夜、市内から15kmほど離れたホテル"AQUA"にあるクラブのパーティに草平、岩井君と行く。草平が知り合ったボスニア人2人の車にて。サラエボではあまりクラブの楽しみ方がわかってないだろう事もあって、"カラオケ"タイムばかりずっとやっていたりいまいち盛り上がりに欠ける。DJもどうやらいないらしい。岩井君と2人でぶりぶり踊って完全にフロアーの主役になった。毎週顔を出したら有名になるだろう。まだ残っていたかったが、3人が帰るというので3時半にはアクアを後にする。途中屋台でハンバーガーを買って食べるが、1.5KMと安いのはいいが、パンがかなり大きくて食べるのがかなり大変。サラエボ人の2人も食べないでちぎって捨てている。驚き。

とうとうサラエヴォだ

a.m.6:07 ザグレブ(クロアチア)着。サラエヴォ行きの電車まで3時間弱あり。
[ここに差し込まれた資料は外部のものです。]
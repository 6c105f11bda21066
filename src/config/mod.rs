//! Configuration management subsystem.
//!
//! # Data Flow
//! ```text
//! config file (TOML, optional)
//!     → loader.rs (read & deserialize)
//!     → validation.rs (semantic checks)
//!     → ShellConfig (validated, immutable)
//!     → passed to the server and observability setup
//! ```
//!
//! # Design Decisions
//! - All fields have defaults, so an empty file is a valid config
//! - Validation separates syntactic (serde) from semantic checks
//! - Route declarations live in code, not in the config file

pub mod loader;
pub mod schema;
pub mod validation;

pub use loader::{load_config, ConfigError};
pub use schema::{ListenerConfig, ObservabilityConfig, ShellConfig, TimeoutConfig};
pub use validation::{validate_config, ValidationError};
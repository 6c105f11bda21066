//! HTTP server setup and configuration.
//!
//! # Responsibilities
//! - Create Axum Router with all handlers
//! - Wire up middleware (tracing, timeout, request ID)
//! - Dispatch page requests to the route table
//! - Bind server to listener and stop on shutdown

use std::sync::Arc;
use std::time::Duration;

use axum::{
    extract::State,
    http::{header, Method, StatusCode, Uri},
    response::{Html, IntoResponse, Response},
    routing::get,
    Router,
};
use tokio::net::TcpListener;
use tokio::sync::broadcast;
use tower_http::{
    request_id::{PropagateRequestIdLayer, SetRequestIdLayer},
    timeout::TimeoutLayer,
    trace::TraceLayer,
};

use crate::config::ShellConfig;
use crate::http::api::{get_selection, put_selection, SELECTION_PATH};
use crate::http::request::UuidRequestId;
use crate::observability::metrics;
use crate::routing::RouteTable;
use crate::store::SelectionStore;
use crate::views::{self, RenderContext};

/// Application state injected into handlers.
#[derive(Clone)]
pub struct AppState {
    pub routes: Arc<RouteTable>,
    pub store: SelectionStore,
}

/// HTTP server hosting the application shell.
pub struct HttpServer {
    router: Router,
    config: ShellConfig,
}

impl HttpServer {
    pub fn new(config: ShellConfig, routes: RouteTable, store: SelectionStore) -> Self {
        let state = AppState {
            routes: Arc::new(routes),
            store,
        };
        let router = Self::build_router(&config, state);
        Self { router, config }
    }

    /// Build the Axum router with all middleware layers.
    #[allow(deprecated)]
    fn build_router(config: &ShellConfig, state: AppState) -> Router {
        Router::new()
            .route(SELECTION_PATH, get(get_selection).put(put_selection))
            .fallback(page_handler)
            .with_state(state)
            .layer(TimeoutLayer::new(Duration::from_secs(
                config.timeouts.request_secs,
            )))
            .layer(PropagateRequestIdLayer::x_request_id())
            .layer(TraceLayer::new_for_http())
            .layer(SetRequestIdLayer::x_request_id(UuidRequestId))
    }

    /// The configured router, for serving or driving directly in tests.
    pub fn app(&self) -> Router {
        self.router.clone()
    }

    pub fn config(&self) -> &ShellConfig {
        &self.config
    }

    /// Serve until Ctrl+C or `shutdown` fires.
    pub async fn run(
        self,
        listener: TcpListener,
        shutdown: broadcast::Receiver<()>,
    ) -> Result<(), std::io::Error> {
        let addr = listener.local_addr()?;
        tracing::info!(address = %addr, "HTTP server starting");

        axum::serve(listener, self.router)
            .with_graceful_shutdown(shutdown_signal(shutdown))
            .await?;

        tracing::info!("HTTP server stopped");
        Ok(())
    }
}

/// Resolve the path against the route table and render the matched views.
async fn page_handler(State(state): State<AppState>, method: Method, uri: Uri) -> Response {
    if method != Method::GET && method != Method::HEAD {
        return (
            StatusCode::METHOD_NOT_ALLOWED,
            [(header::ALLOW, "GET, HEAD")],
        )
            .into_response();
    }

    let route = state.routes.resolve(uri.path());
    metrics::record_navigation(route.name());

    let html = views::render(&RenderContext {
        route: &route,
        routes: &state.routes,
        store: &state.store,
    });

    let status = if route.is_fallback() {
        tracing::debug!(path = %uri.path(), "No page matched, rendering not-found view");
        StatusCode::NOT_FOUND
    } else {
        StatusCode::OK
    };

    (status, Html(html)).into_response()
}

/// Wait for Ctrl+C or an explicit shutdown.
async fn shutdown_signal(mut shutdown: broadcast::Receiver<()>) {
    let ctrl_c = async {
        if let Err(e) = tokio::signal::ctrl_c().await {
            tracing::error!(error = %e, "Failed to install Ctrl+C handler");
            std::future::pending::<()>().await;
        }
    };

    tokio::select! {
        _ = ctrl_c => {}
        _ = shutdown.recv() => {}
    }
    tracing::info!("Shutdown signal received");
}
周りの人の顔がもう全然違う。BUREKなるものを食べてみる。パイの中に挽肉が入っている。

a.m.8:58 ザグレブ発。同じコンパートメントで一緒になったカップルの男の方が何時間もひたすら彼女の耳元にしゃべり続けている。こんなによく話す男は初めて見た。

p.m.5:58 サラエボ(ボスニア・ヘルツェゴビナ)着。長い道のりだった。郵便局で両替をしていると早速、戦災者らしいおばあさんに会った。

TAXIにてアパートメントに向かうともう管理人の家族とダミエルが迎えてくれる(岩井君も合流)。草平がなかなか来ないのでダミエルがとても気を使ってもてなしてくれるが、電車での長旅で疲れている事もあってかなりいっぱいいっぱい。やはり観光地でお店の人やホテルの人などを相手にしているのと比べ、言語の問題は精神的な疲労が違う。

草平とドイツ人二人(フロー、シビル)到着。